Exercise prompt
When you reproduce the listing below, keep every entry exactly as written.

Dataset content
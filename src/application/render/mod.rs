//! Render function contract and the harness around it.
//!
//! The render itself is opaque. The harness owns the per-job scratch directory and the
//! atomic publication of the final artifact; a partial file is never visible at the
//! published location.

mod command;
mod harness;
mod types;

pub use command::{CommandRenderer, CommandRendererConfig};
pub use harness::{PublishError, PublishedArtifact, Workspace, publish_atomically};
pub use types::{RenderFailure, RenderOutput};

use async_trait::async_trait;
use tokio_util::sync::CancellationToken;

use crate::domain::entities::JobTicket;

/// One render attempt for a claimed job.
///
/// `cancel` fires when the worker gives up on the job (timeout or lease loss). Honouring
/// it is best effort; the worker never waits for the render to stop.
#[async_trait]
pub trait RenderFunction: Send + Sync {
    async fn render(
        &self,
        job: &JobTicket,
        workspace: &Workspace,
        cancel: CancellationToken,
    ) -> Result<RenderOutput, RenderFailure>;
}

Solved exercise
filename src/application/render/mod.rs
//! Render function contract and the harness around it.
//!
//! The render itself is opaque. The harness owns the per-job scratch directory and the
//! atomic publication of the final artifact; a partial file is never visible at the
//! published location.

mod command;
mod harness;
mod types;

pub use command::{CommandRenderer, CommandRendererConfig};
pub use harness::{PublishError, PublishedArtifact, Workspace, publish_atomically};
pub use types::{RenderFailure, RenderOutput};

use async_trait::async_trait;
use tokio_util::sync::CancellationToken;

use crate::domain::entities::JobTicket;

/// One render attempt for a claimed job.
///
/// `cancel` fires when the worker gives up on the job (timeout or lease loss). Honouring
/// it is best effort; the worker never waits for the render to stop.
#[async_trait]
pub trait RenderFunction: Send + Sync {
    async fn render(
        &self,
        job: &JobTicket,
        workspace: &Workspace,
        cancel: CancellationToken,
    ) -> Result<RenderOutput, RenderFailure>;
}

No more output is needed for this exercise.